Late Autumn

 Black Heart by Fumerium

Autumn casts a particular aroma that hover slowly and lightly upon the city, especially at night, when the light left room for darkness and the haze thickens the chillness of the air.

  Humidity caress the chimneys, playing along with whirls of smoke forsaken by lazy bonfires. The wet floors, all covered in a carpet of yellow leaves shining in the moonlight, are dishevelled from now and then by a worker's quick-walk whose shadow moves swiftly through the naked trees hurrying back to the warm home or to a night shift. Every move around is taken in slow motion, the sounds are gradually muted until the silence buries the town into a mystery solved only by the daylight. It seems deserted as time stood still in a moment of peace that ends at dawn. All that's left in the night is the smell of smoke, light movements of leather jackets that crossed the road earlier in the night, pine-needles crushed under fast steps, woods covered in oakmoss that outcast a sweet-resinous fragrance and the past life of the now death roses. And quietness.

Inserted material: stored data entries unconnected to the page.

//! Manifest (requirements file) parsing.
//!
//! A manifest lists one package per line. Pinned versions such as
//! `requests==2.20.1` are accepted and the version part is dropped: only the
//! text before the first `=` is kept.

use std::path::{Path, PathBuf};

use thiserror::Error;
use tracing::debug;

/// Errors that can occur while reading a manifest file.
#[derive(Debug, Error)]
pub enum ManifestError {
    /// The manifest file could not be read.
    #[error("failed to read manifest {path}: {source}")]
    Read {
        /// Manifest path.
        path: PathBuf,
        /// The underlying IO error.
        #[source]
        source: std::io::Error,
    },
}

/// Parses manifest text into an ordered list of package names.
///
/// Each line is trimmed and truncated at the first `=`. Blank lines and
/// `#` comment lines are dropped; duplicates are kept in order.
#[must_use]
pub fn parse_manifest(text: &str) -> Vec<String> {
    text.lines()
        .filter_map(|line| {
            let line = line.trim();
            if line.starts_with('#') {
                return None;
            }
            let name = line.split('=').next().unwrap_or_default().trim();
            (!name.is_empty()).then(|| name.to_string())
        })
        .collect()
}

/// Reads and parses a manifest file.
///
/// # Errors
///
/// Returns [`ManifestError::Read`] if the file cannot be read as UTF-8 text.
pub fn read_manifest(path: &Path) -> Result<Vec<String>, ManifestError> {
    let text = std::fs::read_to_string(path).map_err(|source| ManifestError::Read {
        path: path.to_path_buf(),
        source,
    })?;
    let packages = parse_manifest(&text);
    debug!(path = %path.display(), count = packages.len(), "manifest parsed");
    Ok(packages)
}
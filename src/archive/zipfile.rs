//! Zip archive extraction.

use std::fs::{self, File};
use std::io::{self, BufReader};
use std::path::Path;
use std::sync::atomic::AtomicBool;

use tracing::{trace, warn};
use zip::ZipArchive;

use super::check_cancelled;
use super::error::ExtractError;

/// Unpacks every entry of `archive` under `dest`.
///
/// Entries whose names would escape `dest` are skipped with a warning.
/// Returns the number of entries unpacked.
pub(crate) fn unpack(
    archive: &Path,
    dest: &Path,
    cancelled: &AtomicBool,
) -> Result<usize, ExtractError> {
    let file = File::open(archive).map_err(|e| ExtractError::io(archive, e))?;
    let mut zip =
        ZipArchive::new(BufReader::new(file)).map_err(|e| ExtractError::zip(archive, e))?;

    let mut unpacked = 0;
    for index in 0..zip.len() {
        check_cancelled(archive, cancelled)?;
        let mut entry = zip
            .by_index(index)
            .map_err(|e| ExtractError::zip(archive, e))?;
        let Some(relative) = entry.enclosed_name() else {
            warn!(entry = entry.name(), "skipping zip entry outside extraction directory");
            continue;
        };
        let out_path = dest.join(relative);

        if entry.is_dir() {
            fs::create_dir_all(&out_path).map_err(|e| ExtractError::io(&out_path, e))?;
        } else {
            if let Some(parent) = out_path.parent() {
                fs::create_dir_all(parent).map_err(|e| ExtractError::io(parent, e))?;
            }
            let mut out = File::create(&out_path).map_err(|e| ExtractError::io(&out_path, e))?;
            io::copy(&mut entry, &mut out).map_err(|e| ExtractError::io(&out_path, e))?;

            #[cfg(unix)]
            if let Some(mode) = entry.unix_mode() {
                use std::os::unix::fs::PermissionsExt;
                fs::set_permissions(&out_path, fs::Permissions::from_mode(mode))
                    .map_err(|e| ExtractError::io(&out_path, e))?;
            }
        }
        trace!(entry = %out_path.display(), "unpacked");
        unpacked += 1;
    }
    Ok(unpacked)
}
//! Per-package failure taxonomy.

use std::fmt;

use thiserror::Error;

use crate::archive::{ExtractError, TAR_EXTENSION, ZIP_EXTENSION};
use crate::download::DownloadError;
use crate::install::InstallError;

/// Errors that end the pipeline for one package.
#[derive(Debug, Error)]
pub enum PipelineError {
    /// The index page could not be fetched.
    #[error("failed to fetch index page for {package}: {source}")]
    IndexFetch {
        /// Package being installed.
        package: String,
        /// The underlying request error.
        #[source]
        source: DownloadError,
    },

    /// The index page lists no recognised source archive.
    #[error(
        "{} or {} source file for {package} could not be found from {url}",
        TAR_EXTENSION,
        ZIP_EXTENSION
    )]
    ArchiveNotFound {
        /// Package being installed.
        package: String,
        /// Index page that was scanned.
        url: String,
    },

    /// The archive download failed or was incomplete.
    #[error("failed to download {package}: {source}")]
    Download {
        /// Package being installed.
        package: String,
        /// The underlying download error.
        #[source]
        source: DownloadError,
    },

    /// The archive could not be extracted or lacks a build script.
    #[error(transparent)]
    Extract(#[from] ExtractError),

    /// A dependency or build command failed.
    #[error("failed to install {package}: {source}")]
    Install {
        /// Package being installed.
        package: String,
        /// The underlying install error.
        #[source]
        source: InstallError,
    },
}

/// Failure categories reported in the run summary.
#[derive(Debug, Clone, Copy, PartialEq, Eq, Hash, PartialOrd, Ord)]
pub enum FailureKind {
    /// Request failed or non-success status.
    Network,
    /// No recognised archive link on the index page.
    ArchiveNotFound,
    /// Bytes written did not match `Content-Length`.
    DownloadIncomplete,
    /// Archive unreadable or project root missing.
    Extraction,
    /// No build script at the extracted root.
    BuildScriptMissing,
    /// Child process failed to start or exited non-zero.
    BuildFailed,
    /// Local file system error.
    Filesystem,
}

impl FailureKind {
    /// Returns the human-readable label.
    #[must_use]
    pub fn label(self) -> &'static str {
        match self {
            Self::Network => "Network",
            Self::ArchiveNotFound => "No source archive",
            Self::DownloadIncomplete => "Incomplete download",
            Self::Extraction => "Extraction",
            Self::BuildScriptMissing => "Missing build script",
            Self::BuildFailed => "Build failed",
            Self::Filesystem => "Filesystem",
        }
    }
}

impl fmt::Display for FailureKind {
    fn fmt(&self, f: &mut fmt::Formatter<'_>) -> fmt::Result {
        f.write_str(self.label())
    }
}

impl PipelineError {
    /// Classifies this error for reporting.
    #[must_use]
    pub fn kind(&self) -> FailureKind {
        match self {
            Self::IndexFetch { .. } => FailureKind::Network,
            Self::ArchiveNotFound { .. } => FailureKind::ArchiveNotFound,
            Self::Download { source, .. } => match source {
                DownloadError::Incomplete { .. } => FailureKind::DownloadIncomplete,
                DownloadError::Io { .. } => FailureKind::Filesystem,
                _ => FailureKind::Network,
            },
            Self::Extract(ExtractError::BuildScriptMissing { .. }) => {
                FailureKind::BuildScriptMissing
            }
            Self::Extract(ExtractError::Io { .. }) => FailureKind::Filesystem,
            Self::Extract(_) => FailureKind::Extraction,
            Self::Install { .. } => FailureKind::BuildFailed,
        }
    }
}

#[cfg(test)]
mod tests {
    use std::path::PathBuf;

    use super::*;

    #[test]
    fn test_archive_not_found_message_names_extensions_and_url() {
        let error = PipelineError::ArchiveNotFound {
            package: "nosdist".to_string(),
            url: "https://pypi.org/project/nosdist/#files".to_string(),
        };
        let msg = error.to_string();
        assert!(msg.contains(".tar.gz or .zip"), "got: {msg}");
        assert!(msg.contains("https://pypi.org/project/nosdist/#files"));
        assert_eq!(error.kind(), FailureKind::ArchiveNotFound);
    }

    #[test]
    fn test_download_kinds() {
        let incomplete = PipelineError::Download {
            package: "p".to_string(),
            source: DownloadError::incomplete("u", 2, 1),
        };
        assert_eq!(incomplete.kind(), FailureKind::DownloadIncomplete);

        let status = PipelineError::Download {
            package: "p".to_string(),
            source: DownloadError::http_status("u", 503),
        };
        assert_eq!(status.kind(), FailureKind::Network);

        let fetch = PipelineError::IndexFetch {
            package: "p".to_string(),
            source: DownloadError::timeout("u"),
        };
        assert_eq!(fetch.kind(), FailureKind::Network);
    }

    #[test]
    fn test_extract_kinds() {
        let missing = PipelineError::from(ExtractError::BuildScriptMissing {
            package: "p".to_string(),
            script: "setup.py",
            root: PathBuf::from("/x"),
        });
        assert_eq!(missing.kind(), FailureKind::BuildScriptMissing);
        assert!(missing.to_string().contains("setup.py for package p"));

        let root = PipelineError::from(ExtractError::RootMissing {
            archive: PathBuf::from("/x.zip"),
            root: PathBuf::from("/x"),
        });
        assert_eq!(root.kind(), FailureKind::Extraction);
    }

    #[test]
    fn test_install_kind() {
        let error = PipelineError::Install {
            package: "p".to_string(),
            source: InstallError::BuildFailed {
                command: "python3 setup.py install --user".to_string(),
                code: Some(1),
            },
        };
        assert_eq!(error.kind(), FailureKind::BuildFailed);
        assert!(error.to_string().contains("exit code 1"));
    }
}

The Dark Side by Francesca Bianchi 

"I am not looking to escape my darkness, i am learning to love myself there." (Rune Lazuli)

Acknowledging one's dark side and learn to live with it, not from aside but from within, by accepting its existence, is the first step to self-discovery. 

It's not one of those scenes at the interactive theater, where the villain points at you in a scream that turns on a light right into your stupefied eyes while shame covers the cheeks in the same red that pumps into your head by the noisy cheers of a public that urge you to take the scene.

The Dark Side is real. Its acting wins several Oscars before realizing that is the final round of applause that count, and most of all, the silence between each act... the respect, the admiration, the love. The good. Dark and light must always find a equilibrium, consensually complete each other and consciously serve the same purpose - one's growth and love for self, as a preamble for emphaty, tolerance and love for the others. 

The Dark Side takes dark and makes it human. Francesca gave it richness, character and balance by combining opposite elements such as honey dripped from styrax and iris that covers a soft layer of castoreum and piercing woods. Sweetness overflows from within with an ambery warmth that melts into cold as incense spreads its smoke in short whiffs. Facets of powder lipstick, antique shops and earthy-shades play together and mix as one. It most definitely smells like humanity, both dark and light. 


Anonimo Veneziano by Nobile 1942 

When sweet gets another meaning and translate to the fine line between classic and grandmother's closet. That's where Anonimo Veneziano by Nobile 1942 and its closed smell fit in. It opens the door to an old armoire, used as personal retreat, where i loved to hide when the grown-ups world was too much for me. I've found comfort in it the times my little head got dizzy from watching and listening from the bottom up dialogs i didn't understand.

  Its warm scent of stale and fur coats was distorted for moments by the musty muskiness impregnated in their long sleeves covered once in fragrance, orange candies hidden in old pockets and patchouli oil used as deodorizer to mask odors ("No hipppie, that's a bad hippie. Patchouli is not a shower!"). Anonimo Veneziano has a classic elegance that i rarely came across in the contemporary style of perfume making. Its fragrance is rich, sweet and dark in an old fashioned way that gets lost a in mystery unsolved by the new world.